# Deciding On a Name for My Sugar Glider!



## LuluLudicrous (Jan 29, 2013)

Hey there! I'm a new member and I decided to kick off my membership with a humorous thread. I will soon be a future parent of a sugar glider joey  But I just can't decide on a name!

I want it to sound fearsome, awesome, and epic! I want the joey to have a grand title.

Two names I was highly considering were:

Alastor, The Executioner

Morgoth, Dark Lord of Arda

Which sounds better?

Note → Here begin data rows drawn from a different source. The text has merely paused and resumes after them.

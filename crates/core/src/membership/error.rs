use std::time::Duration;
use thiserror::Error;

/// # Summary
/// 成分股名单源错误枚举。
/// 所有变体在同步周期中统一视为 `SourceUnavailable`，周期在任何写入发生前中止。
///
/// # Invariants
/// - 必须通过 `thiserror` 派生 `Error` trait。
#[derive(Error, Debug)]
pub enum SourceError {
    /// 网络层错误，包含底层 HTTP 客户端错误信息
    #[error("Network error: {0}")]
    Network(String),
    /// 请求超时
    #[error("Request timed out after {0:?}")]
    Timeout(Duration),
    /// 文档内容无法解析
    #[error("Parse error: {0}")]
    Parse(String),
    /// 文档中找不到成分股表格
    #[error("Constituents table not found")]
    TableNotFound,
    /// 表头缺少必需的列
    #[error("Missing required columns: {}", .0.join(", "))]
    MissingColumns(Vec<String>),
    /// 表格存在但没有任何有效数据行
    #[error("No constituents found")]
    Empty,
}
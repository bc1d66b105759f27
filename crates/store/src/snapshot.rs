use async_trait::async_trait;
use chrono::{DateTime, Utc};
use sp500_core::market::entity::PriceChange;
use sp500_core::store::entity::{StockRecord, StockUpsert, Upserted};
use sp500_core::store::error::StoreError;
use sp500_core::store::port::{SnapshotStore, SnapshotTransaction};
use sqlx::sqlite::{SqliteConnectOptions, SqliteJournalMode, SqlitePoolOptions};
use sqlx::{Sqlite, SqlitePool, Transaction};
use std::fs;
use std::path::Path;
use std::time::Duration;
use tracing::debug;

/// 快照数据库文件名
pub const SNAPSHOT_DB: &str = "snapshot.db";

/// 查询快照行时的列顺序，与 `StockRow` 对应
const SELECT_COLUMNS: &str =
    "id, ticker, company_name, sector, current_price, change_percent, last_updated";

type StockRow = (
    i64,
    String,
    String,
    String,
    Option<f64>,
    Option<f64>,
    DateTime<Utc>,
);

/// SnapshotStore 的 SQLite 实现。
///
/// # Summary
/// 在 `data_dir/snapshot.db` 中维护 `stocks` 表，每个代码一行。
///
/// # Invariants
/// * `ticker` 列带唯一约束，价格两列由 CHECK 约束保证同空同有。
/// * 使用 WAL 日志模式，读 API 在同步事务进行时仍可读取已提交快照。
pub struct SqliteSnapshotStore {
    pool: SqlitePool,
}

impl SqliteSnapshotStore {
    /// 打开 (或创建) 快照数据库并初始化表结构。
    ///
    /// # Logic
    /// 1. 确保数据目录存在。
    /// 2. 配置 SQLite 连接选项，开启 `create_if_missing` 与 WAL。
    /// 3. 执行 DDL 初始化 `stocks` 表。
    ///
    /// # Arguments
    /// * `data_dir` - 数据根目录。
    ///
    /// # Returns
    /// * `Result<Self, StoreError>` - 存储实例或初始化错误。
    pub async fn new(data_dir: impl AsRef<Path>) -> Result<Self, StoreError> {
        let root = data_dir.as_ref();
        fs::create_dir_all(root).map_err(|e| StoreError::InitError(e.to_string()))?;

        let options = SqliteConnectOptions::new()
            .filename(root.join(SNAPSHOT_DB))
            .create_if_missing(true)
            .journal_mode(SqliteJournalMode::Wal)
            .busy_timeout(Duration::from_secs(5));

        let pool = SqlitePoolOptions::new()
            .connect_with(options)
            .await
            .map_err(|e| StoreError::InitError(e.to_string()))?;

        sqlx::query(
            r#"
            CREATE TABLE IF NOT EXISTS stocks (
                id INTEGER PRIMARY KEY AUTOINCREMENT,
                ticker TEXT NOT NULL UNIQUE,
                company_name TEXT NOT NULL,
                sector TEXT NOT NULL,
                current_price REAL,
                change_percent REAL,
                last_updated DATETIME NOT NULL,
                CHECK ((current_price IS NULL) = (change_percent IS NULL))
            );
            "#,
        )
        .execute(&pool)
        .await
        .map_err(|e| StoreError::InitError(e.to_string()))?;

        Ok(Self { pool })
    }
}

fn db_err(e: sqlx::Error) -> StoreError {
    StoreError::Database(e.to_string())
}

fn into_record(row: StockRow) -> StockRecord {
    let price = match (row.4, row.5) {
        (Some(current_price), Some(change_percent)) => Some(PriceChange {
            current_price,
            change_percent,
        }),
        _ => None,
    };
    StockRecord {
        id: row.0,
        ticker: row.1,
        company_name: row.2,
        sector: row.3,
        price,
        last_updated: row.6,
    }
}

#[async_trait]
impl SnapshotStore for SqliteSnapshotStore {
    async fn begin(&self) -> Result<Box<dyn SnapshotTransaction>, StoreError> {
        let tx = self
            .pool
            .begin()
            .await
            .map_err(|e| StoreError::Transaction(e.to_string()))?;
        Ok(Box::new(SqliteSnapshotTransaction { tx }))
    }

    /// # Summary
    /// 读取完整快照。
    ///
    /// # Logic
    /// 查询 `stocks` 表并按 `id` 升序返回。
    async fn list_records(&self) -> Result<Vec<StockRecord>, StoreError> {
        let rows = sqlx::query_as::<_, StockRow>(&format!(
            "SELECT {SELECT_COLUMNS} FROM stocks ORDER BY id ASC"
        ))
        .fetch_all(&self.pool)
        .await
        .map_err(db_err)?;

        Ok(rows.into_iter().map(into_record).collect())
    }

    async fn get_record(&self, ticker: &str) -> Result<Option<StockRecord>, StoreError> {
        let row = sqlx::query_as::<_, StockRow>(&format!(
            "SELECT {SELECT_COLUMNS} FROM stocks WHERE ticker = ?"
        ))
        .bind(ticker)
        .fetch_optional(&self.pool)
        .await
        .map_err(db_err)?;

        Ok(row.map(into_record))
    }
}

/// # Summary
/// 基于 `sqlx::Transaction` 的快照写事务。
///
/// # Invariants
/// * 句柄被丢弃而未提交时，`sqlx` 会在连接归还连接池前回滚。
pub struct SqliteSnapshotTransaction {
    tx: Transaction<'static, Sqlite>,
}

#[async_trait]
impl SnapshotTransaction for SqliteSnapshotTransaction {
    /// # Summary
    /// 按代码定位或新建一行并整体覆盖。
    ///
    /// # Logic
    /// 1. 在事务内按 `ticker` 查询已有行的 `id`。
    /// 2. 命中则 `UPDATE` 名称、行业、价格与更新时间；否则 `INSERT` 新行。
    /// 3. 回读写入后的行。
    async fn upsert(&mut self, upsert: &StockUpsert) -> Result<Upserted, StoreError> {
        let current_price = upsert.price.map(|p| p.current_price);
        let change_percent = upsert.price.map(|p| p.change_percent);

        let existing: Option<i64> = sqlx::query_scalar("SELECT id FROM stocks WHERE ticker = ?")
            .bind(&upsert.ticker)
            .fetch_optional(&mut *self.tx)
            .await
            .map_err(db_err)?;

        let (id, created) = match existing {
            Some(id) => {
                sqlx::query(
                    r#"
                    UPDATE stocks
                    SET company_name = ?, sector = ?, current_price = ?, change_percent = ?, last_updated = ?
                    WHERE id = ?
                    "#,
                )
                .bind(&upsert.company_name)
                .bind(&upsert.sector)
                .bind(current_price)
                .bind(change_percent)
                .bind(upsert.updated_at)
                .bind(id)
                .execute(&mut *self.tx)
                .await
                .map_err(db_err)?;
                (id, false)
            }
            None => {
                let result = sqlx::query(
                    r#"
                    INSERT INTO stocks (ticker, company_name, sector, current_price, change_percent, last_updated)
                    VALUES (?, ?, ?, ?, ?, ?)
                    "#,
                )
                .bind(&upsert.ticker)
                .bind(&upsert.company_name)
                .bind(&upsert.sector)
                .bind(current_price)
                .bind(change_percent)
                .bind(upsert.updated_at)
                .execute(&mut *self.tx)
                .await
                .map_err(db_err)?;
                (result.last_insert_rowid(), true)
            }
        };

        let row = sqlx::query_as::<_, StockRow>(&format!(
            "SELECT {SELECT_COLUMNS} FROM stocks WHERE id = ?"
        ))
        .bind(id)
        .fetch_one(&mut *self.tx)
        .await
        .map_err(db_err)?;

        debug!(ticker = %upsert.ticker, id, created, "Upserted stock record");
        Ok(Upserted {
            record: into_record(row),
            created,
        })
    }

    async fn commit(self: Box<Self>) -> Result<(), StoreError> {
        let this = *self;
        this.tx
            .commit()
            .await
            .map_err(|e| StoreError::Transaction(e.to_string()))
    }

    async fn rollback(self: Box<Self>) -> Result<(), StoreError> {
        let this = *self;
        this.tx
            .rollback()
            .await
            .map_err(|e| StoreError::Transaction(e.to_string()))
    }
}
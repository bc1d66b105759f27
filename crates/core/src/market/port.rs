use crate::market::entity::PriceQuote;
use crate::market::error::PriceError;
use async_trait::async_trait;
use std::collections::HashMap;

/// 回看窗口的最小交易日数，计算日涨跌幅至少需要两个收盘价。
pub const MIN_LOOKBACK_DAYS: u32 = 2;

/// # Summary
/// 历史收盘价提供者接口 (原始数据源)。
///
/// # Invariants
/// - 批量接口：一次调用覆盖整个代码集合，实现者可在内部并发网络请求。
/// - 返回的 Map 以调用方传入的代码为键。
#[async_trait]
pub trait PriceProvider: Send + Sync {
    /// # Summary
    /// 批量获取一组代码最近若干交易日的收盘价。
    ///
    /// # Logic
    /// 1. 校验回看窗口不少于 `MIN_LOOKBACK_DAYS`。
    /// 2. 对每个代码发起请求，无数据的代码直接跳过。
    /// 3. 整个数据源不可达或批次超时返回 `PriceError`。
    ///
    /// # Arguments
    /// * `tickers`: 代码集合。
    /// * `lookback_days`: 回看的交易日数。
    ///
    /// # Returns
    /// 成功返回代码到报价序列的映射。
    async fn fetch_quotes(
        &self,
        tickers: &[String],
        lookback_days: u32,
    ) -> Result<HashMap<String, PriceQuote>, PriceError>;
}
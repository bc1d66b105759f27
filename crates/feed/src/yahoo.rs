use async_trait::async_trait;
use chrono::{DateTime, Utc};
use futures::StreamExt;
use reqwest::{Client, StatusCode};
use serde::Deserialize;
use sp500_core::config::PriceConfig;
use sp500_core::market::entity::{DailyClose, PriceQuote};
use sp500_core::market::error::PriceError;
use sp500_core::market::port::{MIN_LOOKBACK_DAYS, PriceProvider};
use std::collections::HashMap;
use std::time::Duration;
use tracing::{debug, info, warn};

/// # Summary
/// Yahoo Finance 日线收盘价提供者实现。
///
/// # Invariants
/// - 使用 `reqwest` 异步客户端进行通讯，单请求超时与批次超时均由配置决定。
/// - 同时在途的请求数不超过 `concurrency`。
#[derive(Clone)]
pub struct YahooProvider {
    /// 内部使用的 HTTP 客户端
    client: Client,
    /// 接口根地址，测试时指向本地模拟服务
    base_url: String,
    /// 并发请求上限
    concurrency: usize,
    /// 整个批次的时限
    batch_timeout: Duration,
}

/// 单个代码的抓取结果
enum TickerFetch {
    Quote(PriceQuote),
    // 数据源有响应，但该代码没有可用数据
    NoData,
    // 没有拿到可用的响应：连接失败、超时，或服务端拒绝服务 (5xx、429、401/403)
    Unavailable(String),
}

impl YahooProvider {
    /// # Summary
    /// 创建一个新的 YahooProvider 实例。
    ///
    /// # Logic
    /// 1. 按配置设置单请求超时。
    /// 2. 设置伪装浏览器 Header (User-Agent) 以减少被拦截风险。
    /// 3. 初始化 reqwest 客户端。
    ///
    /// # Arguments
    /// * `config`: 价格源配置。
    ///
    /// # Returns
    /// 返回初始化后的 YahooProvider，客户端构建失败时返回 `PriceError::Network`。
    pub fn new(config: &PriceConfig) -> Result<Self, PriceError> {
        let client = Client::builder()
            .timeout(config.timeout())
            .user_agent(config.user_agent.clone())
            .build()
            .map_err(|e| PriceError::Network(e.to_string()))?;

        Ok(Self {
            client,
            base_url: config.base_url.trim_end_matches('/').to_string(),
            concurrency: config.concurrency.max(1),
            batch_timeout: config.batch_timeout(),
        })
    }

    /// # Summary
    /// 抓取单个代码的日线收盘价。
    ///
    /// # Logic
    /// 1. 以自然日估算回看区间 (覆盖周末与节假日)，构建 period1/period2。
    /// 2. 404、JSON 不匹配或结果为空视为该代码无数据；其余非 2xx 状态视为价格源不可用。
    /// 3. 空收盘价以 NaN 保留，交给涨跌幅计算器判定。
    /// 4. 按日期排序后只保留最后 `lookback_days` 个交易日。
    async fn fetch_one(&self, ticker: &str, lookback_days: u32) -> TickerFetch {
        let symbol = yahoo_symbol(ticker);
        let url = format!("{}/v8/finance/chart/{}", self.base_url, symbol);

        let end = Utc::now();
        let start = end - chrono::Duration::days(i64::from(lookback_days) * 2 + 5);

        let resp = match self
            .client
            .get(&url)
            .query(&[
                ("period1", start.timestamp().to_string()),
                ("period2", end.timestamp().to_string()),
                ("interval", "1d".to_string()),
            ])
            .send()
            .await
        {
            Ok(resp) => resp,
            Err(e) => return TickerFetch::Unavailable(e.to_string()),
        };

        let status = resp.status();
        if status == StatusCode::NOT_FOUND {
            debug!(ticker, "No price data");
            return TickerFetch::NoData;
        }
        if !status.is_success() {
            return TickerFetch::Unavailable(format!("HTTP {status}"));
        }

        let json: YahooResponse = match resp.json().await {
            Ok(json) => json,
            Err(e) if e.is_timeout() => return TickerFetch::Unavailable(e.to_string()),
            Err(e) => {
                debug!(ticker, error = %e, "Unparsable chart response");
                return TickerFetch::NoData;
            }
        };

        match quote_from_chart(ticker, json.chart, lookback_days) {
            Some(quote) => TickerFetch::Quote(quote),
            None => TickerFetch::NoData,
        }
    }
}

/// # Summary
/// 名单源代码到 Yahoo 代码的映射。
/// 类别股在名单中使用点号 (BRK.B)，Yahoo 使用连字符 (BRK-B)。
pub fn yahoo_symbol(ticker: &str) -> String {
    ticker.replace('.', "-")
}

fn quote_from_chart(ticker: &str, chart: YahooChart, lookback_days: u32) -> Option<PriceQuote> {
    if let Some(err) = chart.error {
        debug!(ticker, error = %err.description, "Chart error");
        return None;
    }
    let result = chart.result?.pop()?;
    let quote = result.indicators.quote.first()?;

    let mut closes: Vec<DailyClose> = result
        .timestamp
        .iter()
        .enumerate()
        .filter_map(|(i, &ts)| {
            let date = DateTime::from_timestamp(ts, 0)?.date_naive();
            let close = quote.close.get(i).copied().flatten().unwrap_or(f64::NAN);
            Some(DailyClose { date, close })
        })
        .collect();

    if closes.is_empty() {
        return None;
    }
    closes.sort_by_key(|c| c.date);
    let keep = usize::try_from(lookback_days).unwrap_or(usize::MAX);
    if closes.len() > keep {
        closes.drain(..closes.len() - keep);
    }
    Some(PriceQuote::new(ticker, closes))
}

/// # Summary
/// Yahoo API 响应顶层结构。
///
/// # Invariants
/// - 映射自 Yahoo v8 chart 接口。
#[derive(Deserialize, Debug)]
struct YahooResponse {
    chart: YahooChart,
}

/// Yahoo API 图表数据部分。
#[derive(Deserialize, Debug)]
struct YahooChart {
    result: Option<Vec<YahooResult>>,
    error: Option<YahooError>,
}

/// Yahoo API 错误详情。
#[derive(Deserialize, Debug)]
struct YahooError {
    description: String,
}

/// Yahoo API 单个时间序列结果，无交易数据时不含 `timestamp`。
#[derive(Deserialize, Debug)]
struct YahooResult {
    #[serde(default)]
    timestamp: Vec<i64>,
    indicators: YahooIndicators,
}

#[derive(Deserialize, Debug)]
struct YahooIndicators {
    quote: Vec<YahooQuote>,
}

/// Yahoo API 原始报价数据，只取收盘价。
#[derive(Deserialize, Debug)]
struct YahooQuote {
    #[serde(default)]
    close: Vec<Option<f64>>,
}

#[async_trait]
impl PriceProvider for YahooProvider {
    /// # Summary
    /// 并发抓取一批代码的日线收盘价。
    ///
    /// # Logic
    /// 1. 校验回看窗口。
    /// 2. 以 `buffer_unordered` 限制并发，整个批次受 `batch_timeout` 约束。
    /// 3. 所有请求都没有拿到可用响应时，判定价格源整体不可用。
    ///
    /// # Returns
    /// 代码到报价的映射，没有数据的代码不出现在结果中。
    async fn fetch_quotes(
        &self,
        tickers: &[String],
        lookback_days: u32,
    ) -> Result<HashMap<String, PriceQuote>, PriceError> {
        if lookback_days < MIN_LOOKBACK_DAYS {
            return Err(PriceError::InvalidRequest(format!(
                "lookback window must cover at least {MIN_LOOKBACK_DAYS} trading days, got {lookback_days}"
            )));
        }
        if tickers.is_empty() {
            return Ok(HashMap::new());
        }

        info!(count = tickers.len(), lookback_days, "Fetching price data");

        let fetches = futures::stream::iter(tickers.iter().cloned())
            .map(|ticker| async move {
                let fetch = self.fetch_one(&ticker, lookback_days).await;
                (ticker, fetch)
            })
            .buffer_unordered(self.concurrency)
            .collect::<Vec<_>>();

        let results = tokio::time::timeout(self.batch_timeout, fetches)
            .await
            .map_err(|_| PriceError::Timeout(self.batch_timeout))?;

        let mut quotes = HashMap::with_capacity(results.len());
        let mut last_failure = None;
        let mut failures = 0usize;
        for (ticker, fetch) in results {
            match fetch {
                TickerFetch::Quote(quote) => {
                    quotes.insert(ticker, quote);
                }
                TickerFetch::NoData => {}
                TickerFetch::Unavailable(err) => {
                    failures += 1;
                    debug!(ticker = %ticker, error = %err, "Price request failed");
                    last_failure = Some(err);
                }
            }
        }

        if failures == tickers.len() {
            return Err(PriceError::Network(
                last_failure.unwrap_or_else(|| "no response".to_string()),
            ));
        }
        if failures > 0 {
            warn!(failed = failures, "Some price requests got no usable response");
        }

        info!(priced = quotes.len(), requested = tickers.len(), "Fetched price data");
        Ok(quotes)
    }
}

And if anyone has a great name to pitch, I'd love to hear it :yesnod:


----------



## blade100 (Aug 24, 2009)

Shouldn't sugar gliders be kept in pairs or groups of the same sex???


----------



## LuluLudicrous (Jan 29, 2013)

No, not necessarily. They are social animals but as long as they can bond properly with their human family, that family becomes the glider's colony


----------



## Crittery (May 2, 2011)

I think you'll find Sugar Glider Forum - Index very useful. Please do join and have a read, they are a friendly bunch and have a lot of information.

Blade100 is correct. You CANNOT have a single sugar glider, as it will get depressed and likely self-multilate. Please don't do this, no amount of interaction subsitutes for company of their own kind and they are a species that cannot cope alone. It is very worrying that someone is prepared to sell you a lone glider and suggests they don't know much about their care.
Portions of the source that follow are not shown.